[Data items]
•••••
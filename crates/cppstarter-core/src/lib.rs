//! cppstarter Core - Hexagonal Architecture Implementation
//!
//! This crate provides the domain and application layers for the cppstarter
//! C++ project scaffolder, following hexagonal (ports and adapters) architecture.
//!
//! ## Architecture Overview
//!
//! ```text
//! ┌─────────────────────────────────────────┐
//! │         cppstarter-cli (CLI)            │
//! │   (CommandTable, dispatch, handlers)    │
//! └──────────────────┬──────────────────────┘
//!                    │ calls
//!                    ▼
//! ┌─────────────────────────────────────────┐
//! │         Application Services            │
//! │  (Scaffold, Build, Prompt services)     │
//! └──────────────────┬──────────────────────┘
//!                    │ uses
//!                    ▼
//! ┌─────────────────────────────────────────┐
//! │      Application Ports (Traits)         │
//! │ (Filesystem, TemplateStore, Runner)     │
//! └──────────────────┬──────────────────────┘
//!                    │ implemented by
//!                    ▼
//! ┌─────────────────────────────────────────┐
//! │   cppstarter-adapters (Infrastructure)  │
//! │ (LocalFilesystem, SystemRunner, etc)    │
//! └─────────────────────────────────────────┘
//! ```
//!
//! ## Usage
//!
//! ```rust,ignore
//! use cppstarter_core::{application::ScaffoldService, domain::ProjectSpec};
//!
//! let service = ScaffoldService::new(store, filesystem, runner);
//! let spec = ProjectSpec::new("Demo", false)?;
//! let report = service.generate(&spec, Path::new("."))?;
//! ```

pub mod domain;

pub mod application;

pub mod error;

// Public API - what external crates should use
pub mod prelude {
    pub use crate::application::{
        BuildService, FailurePolicy, PromptService, ScaffoldReport, ScaffoldService,
        ports::{CommandRunner, Filesystem, TemplateStore},
    };
    pub use crate::domain::{
        BuildTarget, Invocation, ProjectName, ProjectSpec, ProjectStructure, RenderContext,
        Template, TemplateId,
    };
    pub use crate::error::{ScaffoldError, ScaffoldResult};
}

// Version info
pub const VERSION: &str = env!("CARGO_PKG_VERSION");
•••••
__EXERCISE PROMPT__.
What lines above hold the word "domain"? List them all.

__PROBLEM SOLUTION__.
//! This crate provides the domain and application layers for the cppstarter
//! use cppstarter_core::{application::ScaffoldService, domain::ProjectSpec};
pub mod domain;
    pub use crate::domain::{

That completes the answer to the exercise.